Ketika remaja gagal menemukan identitas dirinya, remaja akan mengalami krisis identitas atau identity confusion. Reaksi-reaksi dan ekspresi emosional yang masih labil dan belum terkendali pada masa remaja dapat berdampak pada kehidupan pribadi maupun sosialnya. Dia menjadi sering merasa tertekan dan bermuram durja atau justru dia menjadi orang yang berperilaku agresif.
Remaja mulai memindahkan ketergantungannya dari orangtua ke orang lain atau teman sebaya. Namun demikian, remaja tetap memerlukan pengarahan dan pengawasan dari guru dan orangtua untuk memunculkan kebiasaan-kebiasaan yang baik dan keterampilan-keterampilan baru, namun tetap memberi ruang gerak baginya.
Pengawasan yang terlalu ketat bisa berakibat kurangnya inisiatif dan ia tidak akan bisa mengembangkan dirinya. Remaja kerap menolak segala hal yang dianggap baik oleh orangtua dan suka mengkritik orangtua.
Hal ini karena meningkatnya cara berpikir kritis, selalu menanyakan sebab-sebab, akibat-akibat, dengan cara menyanggah pendapat orang dewasa.

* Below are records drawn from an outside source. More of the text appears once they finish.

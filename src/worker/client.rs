//! HTTP client for remote worker nodes
//!
//! A worker is addressed either as `host:port` or as a full base URL.
//! Only an HTTP 200 counts as success; every other status and every
//! transport failure is reported as an error for the caller to classify.

use std::fmt;
use std::time::Duration;

use async_trait::async_trait;
use reqwest::StatusCode;
use tracing::trace;
use url::Url;

use crate::error::{Error, Result};

// ─────────────────────────────────────────────────────────────────
// Worker Endpoint
// ─────────────────────────────────────────────────────────────────

/// Base URL of a remote worker
#[derive(Debug, Clone, PartialEq, Eq)]
pub struct WorkerEndpoint {
    base: Url,
}

impl WorkerEndpoint {
    /// Parse a worker address, prefixing `default_scheme` when none is given
    pub fn parse(address: &str, default_scheme: &str) -> Result<Self> {
        let invalid = |message: String| Error::InvalidWorkerAddress {
            address: address.to_string(),
            message,
        };

        let trimmed = address.trim();
        if trimmed.is_empty() {
            return Err(invalid("address is empty".to_string()));
        }

        let candidate = if trimmed.contains("://") {
            trimmed.to_string()
        } else {
            format!("{}://{}", default_scheme, trimmed)
        };

        let base = Url::parse(&candidate).map_err(|e| invalid(e.to_string()))?;
        if base.scheme() != "http" && base.scheme() != "https" {
            return Err(invalid(format!("unsupported scheme '{}'", base.scheme())));
        }
        if base.host_str().map_or(true, str::is_empty) {
            return Err(invalid("missing host".to_string()));
        }

        Ok(Self { base })
    }

    /// `<base>/task/process/{task_id}/{node_id}/{step}`
    pub fn process_url(&self, task_id: &str, node_id: &str, step: u32) -> Result<Url> {
        self.join(&["task", "process", task_id, node_id, &step.to_string()])
    }

    /// `<base>/task/finish/{task_id}/{node_id}`
    pub fn finish_url(&self, task_id: &str, node_id: &str) -> Result<Url> {
        self.join(&["task", "finish", task_id, node_id])
    }

    fn join(&self, segments: &[&str]) -> Result<Url> {
        let mut url = self.base.clone();
        url.path_segments_mut()
            .map_err(|_| Error::Internal(format!("{} cannot be a base URL", self.base)))?
            .pop_if_empty()
            .extend(segments);
        Ok(url)
    }
}

impl fmt::Display for WorkerEndpoint {
    fn fmt(&self, f: &mut fmt::Formatter<'_>) -> fmt::Result {
        write!(f, "{}", self.base)
    }
}

// ─────────────────────────────────────────────────────────────────
// Worker Client Trait
// ─────────────────────────────────────────────────────────────────

/// Outbound calls the task runner makes against a worker
#[async_trait]
pub trait WorkerClient: Send + Sync {
    /// Ask the worker to advance `task_id` on `node_id` to `step`
    async fn probe(
        &self,
        endpoint: &WorkerEndpoint,
        task_id: &str,
        node_id: &str,
        step: u32,
    ) -> Result<()>;

    /// Tell the worker the task loop is over
    async fn finish(&self, endpoint: &WorkerEndpoint, task_id: &str, node_id: &str) -> Result<()>;
}

// ─────────────────────────────────────────────────────────────────
// HTTP Implementation
// ─────────────────────────────────────────────────────────────────

/// reqwest-backed worker client
#[derive(Debug, Clone)]
pub struct HttpWorkerClient {
    client: reqwest::Client,
    timeout: Duration,
}

impl HttpWorkerClient {
    pub fn new(timeout: Duration) -> Result<Self> {
        let client = reqwest::Client::builder()
            .timeout(timeout)
            .build()
            .map_err(|e| Error::Internal(format!("Failed to build HTTP client: {}", e)))?;
        Ok(Self { client, timeout })
    }

    async fn get(&self, url: Url) -> Result<()> {
        trace!(url = %url, "GET");
        match self.client.get(url.clone()).send().await {
            Ok(resp) if resp.status() == StatusCode::OK => Ok(()),
            Ok(resp) => Err(Error::RemoteStatus {
                url: url.to_string(),
                status: resp.status().as_u16(),
            }),
            Err(e) if e.is_timeout() => Err(Error::ConnectionTimeout {
                url: url.to_string(),
                timeout_ms: self.timeout.as_millis() as u64,
            }),
            Err(e) => Err(Error::connection_failed(url.as_str(), e.to_string())),
        }
    }
}

#[async_trait]
impl WorkerClient for HttpWorkerClient {
    async fn probe(
        &self,
        endpoint: &WorkerEndpoint,
        task_id: &str,
        node_id: &str,
        step: u32,
    ) -> Result<()> {
        self.get(endpoint.process_url(task_id, node_id, step)?).await
    }

    async fn finish(&self, endpoint: &WorkerEndpoint, task_id: &str, node_id: &str) -> Result<()> {
        self.get(endpoint.finish_url(task_id, node_id)?).await
    }
}

// ─────────────────────────────────────────────────────────────────
// Tests
// ─────────────────────────────────────────────────────────────────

Namun demikian, ia tetap memerlukan kehangatan dan keserasian dalam keluarga dan membutuhkan dukungan emosional dari orangtua untuk membantunya mengatasi permasalahan yang dihadapinya sehari-hari dalam pergaulan.
Komunikasi yang baik perlu diperhatikan untuk memudahkan penyaluran kasih sayang. Dengan demikian, pergaulan yang buruk dapat dihindari. Selain itu, kompetisi dapat menyebabkan anak menjadi sadar akan kemampuan dan keterbatasannya. Penting diingat bahwa remaja memerlukan dorongan, semangat, pengawasan, dan pengarahan.
Pendidikan ini akan mengembangkan dan memupuk hati nuraninya. Sebaliknya, hati nurani yang terpupuk baik akan memudahkan berperilaku sesuai dengan prinsip moral dan nilai-nilai manusiawi.
Seluruh perkembangan merupakan suatu rangkaian bertahap dan berkesinambungan. Perlu diberi keterangan tentang pertimbangan moral dalam hubungan dengan teman sebaya, kegiatan-kegiatan dan apa yang bisa merugikan orang lain, serta analisa tentang perilaku bermoral dan kaidah-kaidah agama.
Orangtua juga harus menjadi model manajemen stres yang sehat di rumah. Jika remaja menyadari bahwa mereka tidak sendirian, orangtua dan dirinya juga pernah mengalami stres dan orangtua mampu menanganinya, maka ia akan dapat belajar cara-cara positif untuk mengatasi stres, bukan beralih ke obat-obatan.
Tidak paham perkembangan diri saat remaja dapat menyebabkan kurangnya kepercayaan diri, kebingungan, keputusan yang salah terkait kesehatan dan hubungan, serta potensi risiko masalah mental dan fisik. Pemahaman yang baik penting untuk tumbuh kembang optimal dan pengambilan keputusan bijak.
Permasalahan remaja sering meliputi krisis identitas, tekanan dari teman sebaya, kecemasan tentang penampilan, kesulitan belajar, masalah percintaan, konflik dengan orang tua, serta stres akibat media sosial.
Masalah psikologis remaja bisa meliputi stres, kecemasan, depresi, kurang percaya diri, gangguan makan, serta tekanan dari teman sebaya atau media sosial. Mereka juga sering bingung soal identitas diri dan merasa kesepian, yang dapat mempengaruhi kesehatan mental.